Running Experiments

The finch.experiments module is the core module of finch. Most prominently, it features the finch.measure_runtimes() function, with which we run experiments. We can configure the experiment via a finch.RunConfig object, which we pass to finch.measure_runtimes(). The finch.RunConfig class is an abstract class, which can be used to launch runtime experiments for any python function. For functions conforming to the default operator signature of finch, a specialized class finch.OperatorRunConfig is provided, which provides more support. Users who want to measure runtimes for different function signatures must provide their own implementation of finch.RunConfig.

Measuring Operator Runtimes

There are two required ingredients when creating a finch.OperatorRunConfig instance: an operator conforming to the default operator signature and an input with a version, as explained in input_management.

The default operator signature is defined by finch.DefaultOperator. It is a function which takes a xarray.Dataset and returns a xarray.DataArray. Let’s use the built-in finch.brn.brn() operator for our examples.

import finch
import finch.brn

run_config = finch.OperatorRunConfig(
    impl=finch.brn.brn,
    input_obj=finch.brn.get_brn_input(),
    input_version=finch.data.Input.Version(
        format=finch.data.Format.ZARR
    )
)

runtimes = finch.measure_runtimes(run_config)

The above script will measure the runtime of the BRN operator when using ZARR as an input format. By default, the execution will be repeated five times and the average runtime will be reported. Additionally, a warmup iteration is added at the beginning, whose runtime will be discarded. We can control this behavior by setting iterations and warmup of our run_config object.

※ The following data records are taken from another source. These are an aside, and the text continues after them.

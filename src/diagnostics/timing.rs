use serde::{Deserialize, Serialize};
use std::time::Instant;

/// Wall-clock duration of one detector stage.
#[derive(Clone, Debug, Serialize, Deserialize)]
#[serde(rename_all = "camelCase")]
pub struct StageTiming {
    pub label: String,
    pub elapsed_ms: f64,
}

/// Per-stage timings of a detector run.
#[derive(Clone, Debug, Default, Serialize, Deserialize)]
#[serde(rename_all = "camelCase")]
pub struct TimingBreakdown {
    pub total_ms: f64,
    pub stages: Vec<StageTiming>,
}

impl TimingBreakdown {
    /// Run `stage`, record its duration under `label`, and return its output.
    pub fn measure<R>(&mut self, label: &str, stage: impl FnOnce() -> R) -> R {
        let start = Instant::now();
        let out = stage();
        self.stages.push(StageTiming {
            label: label.to_string(),
            elapsed_ms: elapsed_ms(start),
        });
        out
    }

    pub fn stage_ms(&self, label: &str) -> Option<f64> {
        self.stages
            .iter()
            .find(|s| s.label == label)
            .map(|s| s.elapsed_ms)
    }
}

pub(crate) fn elapsed_ms(start: Instant) -> f64 {
    start.elapsed().as_secs_f64() * 1000.0
}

Also by default, the output of the operator will be stored to zarr. This might blow up the parallel runtime of the operator unexpectedly. It can be disabled by setting store_output=False.

Dask Configurations

The finch.OperatorRunConfig inherits from finch.DaskRunConfig, which let’s us control dask-specific configurations. For example, we might want to adjust the number of workers, with which dask runs our experiment. We can do this by setting the workers attribute of the run_config object.

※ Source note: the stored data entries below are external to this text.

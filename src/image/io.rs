//! I/O helpers for grayscale images, raw volumes and JSON.
//!
//! - `load_grayscale_image`: read a PNG/JPEG into an owned 8-bit gray buffer.
//! - `save_grayscale_u8`: write an owned 8-bit gray buffer to a PNG.
//! - `load_raw_volume` / `write_raw_volume`: headerless 8-bit volumes, axis 0 fastest.
//! - `coverage_to_gray`: scale per-element region counts into 0..=255.
//! - `write_json_file`: pretty-print a serializable value to disk.
use super::ImageU8;
use image::{DynamicImage, ImageBuffer, Luma};
use serde::Serialize;
use std::fs;
use std::path::Path;

/// Owned 8-bit grayscale buffer with stride and borrowed view conversion.
#[derive(Clone, Debug)]
pub struct GrayImageU8 {
    width: usize,
    height: usize,
    stride: usize,
    data: Vec<u8>,
}

impl GrayImageU8 {
    /// Construct an owned grayscale buffer given packed raw bytes.
    pub fn new(width: usize, height: usize, data: Vec<u8>) -> Self {
        Self {
            width,
            height,
            stride: width,
            data,
        }
    }

    pub fn width(&self) -> usize {
        self.width
    }

    pub fn height(&self) -> usize {
        self.height
    }

    pub fn data(&self) -> &[u8] {
        &self.data
    }

    /// Borrow as a read-only `ImageU8` view
    pub fn as_view(&self) -> ImageU8<'_> {
        ImageU8 {
            w: self.width,
            h: self.height,
            stride: self.stride,
            data: &self.data,
        }
    }

    /// Photometric negative (`255 - v`).
    pub fn inverted(&self) -> Self {
        Self {
            data: self.data.iter().map(|&v| 255 - v).collect(),
            ..self.clone()
        }
    }
}

/// Load an image from disk and convert to 8-bit grayscale.
pub fn load_grayscale_image(path: &Path) -> Result<GrayImageU8, String> {
    let img = image::open(path)
        .map_err(|e| format!("Failed to open {}: {e}", path.display()))?
        .into_luma8();
    let width = img.width() as usize;
    let height = img.height() as usize;
    let data = img.into_raw();
    Ok(GrayImageU8::new(width, height, data))
}

/// Save an 8-bit grayscale buffer to a PNG.
pub fn save_grayscale_u8(buffer: &GrayImageU8, path: &Path) -> Result<(), String> {
    ensure_parent_dir(path)?;
    let image: ImageBuffer<Luma<u8>, Vec<u8>> =
        ImageBuffer::from_raw(buffer.width as u32, buffer.height as u32, buffer.data.clone())
            .ok_or_else(|| "Failed to create image buffer".to_string())?;
    DynamicImage::ImageLuma8(image)
        .save(path)
        .map_err(|e| format!("Failed to save {}: {e}", path.display()))
}

/// Read a headerless 8-bit volume of `shape` (axis 0 fastest).
pub fn load_raw_volume(path: &Path, shape: [usize; 3]) -> Result<Vec<u8>, String> {
    let data = fs::read(path).map_err(|e| format!("Failed to read {}: {e}", path.display()))?;
    let expected = shape.iter().product::<usize>();
    if data.len() != expected {
        return Err(format!(
            "{} holds {} bytes, shape {:?} needs {expected}",
            path.display(),
            data.len(),
            shape
        ));
    }
    Ok(data)
}

/// Write a headerless 8-bit volume, creating parent directories.
pub fn write_raw_volume(path: &Path, data: &[u8]) -> Result<(), String> {
    ensure_parent_dir(path)?;
    fs::write(path, data).map_err(|e| format!("Failed to write {}: {e}", path.display()))
}

/// Map region counts to gray values; the most covered element becomes 255.
pub fn coverage_to_gray(counts: &[u32]) -> Vec<u8> {
    let max = counts.iter().copied().max().unwrap_or(0);
    if max == 0 {
        return vec![0; counts.len()];
    }
    counts
        .iter()
        .map(|&c| ((c as u64 * 255 + max as u64 / 2) / max as u64) as u8)
        .collect()
}

/// Serialize a value as pretty JSON to `path`, creating parent directories.
pub fn write_json_file<T: Serialize>(path: &Path, value: &T) -> Result<(), String> {
    ensure_parent_dir(path)?;
    let json = serde_json::to_string_pretty(value)
        .map_err(|e| format!("Failed to serialize JSON for {}: {e}", path.display()))?;
    fs::write(path, json).map_err(|e| format!("Failed to write JSON {}: {e}", path.display()))
}

fn ensure_parent_dir(path: &Path) -> Result<(), String> {
    if let Some(parent) = path.parent() {
        if !parent.as_os_str().is_empty() {
            fs::create_dir_all(parent)
                .map_err(|e| format!("Failed to create {}: {e}", parent.display()))?;
        }
    }
    Ok(())
}

#[cfg(test)]
mod tests {
    use super::*;

    #[test]
    fn coverage_scales_to_full_range() {
        assert_eq!(coverage_to_gray(&[0, 1, 2, 4]), vec![0, 64, 128, 255]);
        assert_eq!(coverage_to_gray(&[0, 0]), vec![0, 0]);
    }

    #[test]
    fn inversion_flips_intensities() {
        let img = GrayImageU8::new(2, 1, vec![0, 200]);
        assert_eq!(img.inverted().data(), &[255, 55]);
    }
}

Additionally, we can configure some more fine-grained properties of the dask cluster by setting cluster_config. The cluster_config attribute takes a finch.scheduler.ClusterConfig object. Take a look at the class definition to find out which properties can be set.

Configuration Classes

Finch provides the class finch.util.Config, from which specific configuration classes inherit. This currently includes:

The finch.util.Config class provides the class function finch.util.Config.list_configs(). With this function we can easily create a list of configuration objects. We can use it the same way we use the constructor of a configuration class, but we also have the ability to provide a list for an argument instead of a single one. The resulting list of configuration objects will be the cross product between all the argument lists which were provided.

For example, we can produce a list of run configurations with different numbers of dask workers for all possible input formats as follows.

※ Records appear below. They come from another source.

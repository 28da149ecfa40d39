//! Request and response types for the relayer API.

mod request;
mod response;

pub use request::{
    Market, Operation, RelayPayloadRequest, SignatureParams, SignedRelayRequest,
    TransactionRequest, WalletIdentity, WalletType, parse_condition_id,
};
pub use response::{
    NonceResponse, RelayContext, RelayTransaction, RelayTransactionHandle, SubmitResponse,
    TransactionLookup, TransactionState,
};
//! Turning an aggregated call into a signed relay request.
//!
//! Each wallet architecture signs over its own domain, so signing sits behind
//! [`WalletSigningStrategy`], which is picked once when a [`crate::relayer::Wallet`] is built.
//! [`ProxyWalletStrategy`] is the only implementation.

use alloy::primitives::{B256, Signature, eip191_hash_message};
use alloy::signers::Signer;
use async_trait::async_trait;
use bon::Builder;

use crate::error::Error;
use crate::relayer::encode::{ProxyCall, encode_aggregate};
use crate::relayer::hash::StructHashInput;
use crate::relayer::types::{
    Operation, RelayContext, SignatureParams, SignedRelayRequest, WalletIdentity, WalletType,
};
use crate::{ContractConfig, Result};

/// Signs `struct_hash` the way `personal_sign` does.
///
/// The digest is wrapped as `"\x19Ethereum Signed Message:\n32" ‖ struct_hash` and the
/// keccak of that is signed. The relay hub rejects signatures over the bare struct hash.
pub async fn sign_struct_hash<S: Signer + Sync + ?Sized>(
    signer: &S,
    struct_hash: B256,
) -> Result<Signature> {
    let digest = eip191_hash_message(struct_hash);
    Ok(signer.sign_hash(&digest).await?)
}

/// Everything needed to sign one submission.
#[non_exhaustive]
#[derive(Debug, Clone, Builder)]
pub struct UnsignedRelayRequest {
    pub identity: WalletIdentity,
    pub contracts: ContractConfig,
    /// Must be freshly fetched for `identity.eoa`
    pub context: RelayContext,
    pub calls: Vec<ProxyCall>,
    pub operation: Operation,
}

#[async_trait]
pub trait WalletSigningStrategy: Send + Sync {
    fn wallet_type(&self) -> WalletType;

    async fn sign_request<S: Signer + Sync + ?Sized>(
        &self,
        signer: &S,
        request: UnsignedRelayRequest,
    ) -> Result<SignedRelayRequest>;
}

/// Signing for Polymarket proxy wallets: `proxy(calls)` sent to the proxy wallet factory.
#[non_exhaustive]
#[derive(Debug, Clone, Copy, Default)]
pub struct ProxyWalletStrategy;

#[async_trait]
impl WalletSigningStrategy for ProxyWalletStrategy {
    fn wallet_type(&self) -> WalletType {
        WalletType::Proxy
    }

    #[cfg_attr(
        feature = "tracing",
        tracing::instrument(level = "debug", skip_all, fields(
            eoa = %request.identity.eoa,
            nonce = %request.context.nonce,
            operation = %request.operation
        ))
    )]
    async fn sign_request<S: Signer + Sync + ?Sized>(
        &self,
        signer: &S,
        request: UnsignedRelayRequest,
    ) -> Result<SignedRelayRequest> {
        let UnsignedRelayRequest {
            identity,
            contracts,
            context,
            calls,
            operation,
        } = request;

        if signer.address() != identity.eoa {
            return Err(Error::validation(format!(
                "signer address {} does not match wallet EOA {}",
                signer.address(),
                identity.eoa
            )));
        }

        let data = encode_aggregate(&calls)?;
        let input = StructHashInput::builder()
            .from(identity.eoa)
            .to(contracts.proxy_factory)
            .data(data.clone())
            .nonce(context.nonce)
            .relay_hub(contracts.relay_hub)
            .relay_address(context.relay_address)
            .build();

        let struct_hash = input.struct_hash();
        let signature = sign_struct_hash(signer, struct_hash).await?;

        #[cfg(feature = "tracing")]
        tracing::debug!(%struct_hash, relay = %context.relay_address, "signed proxy request");

        Ok(SignedRelayRequest {
            from: input.from,
            to: input.to,
            proxy_wallet: identity.proxy_wallet,
            data,
            nonce: input.nonce,
            signature,
            signature_params: SignatureParams::from(&input),
            wallet_type: self.wallet_type(),
            metadata: operation,
        })
    }
}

run_config = finch.OperatorRunConfig(
    impl=finch.brn.brn,
    input_obj=finch.brn.get_brn_input(),
    input_version=finch.data.Input.Version(
        format=[f for f in finch.data.Format]
    ),
    workers=[5, 10, 15, 20]
)
We can then use this list as an argument for finch.measure_runtimes() to run them all after another, allowing us to easily setup all kinds of experiments.::

runtimes = finch.measure_runtimes(run_config)

Runtime Objects

The finch.measure_runtimes() function returns a list of finch.Runtime objects. The finch.Runtime class and its derivates are dataclasses containing only float attributes. These attributes are specific runtime measurements which will be populated when running finch.measure_runtimes() (more concretely, when running finch.RunConfig.measure()). The base finch.Runtime class has the attributes full, input_loading and compute. The full attribute is required and captures the runtime of the full experiment, including loading and storing the data. The input_loading attribute captures the runtime for loading the input while compute captures the runtime of the actual execution time of the operator.

Note

When using dask, input_loading will only include the time used for setting up the input. Because of dask’s lazy loading, the effective load time of the input will be captured in compute.

The finch.DaskRunConfig and therefore also the finch.OperatorRunConfig are implemented to return a finch.DaskRuntime object, which contains more fine-grained dask-specific runtime measurements. Take a look at the class specification to find out what is included.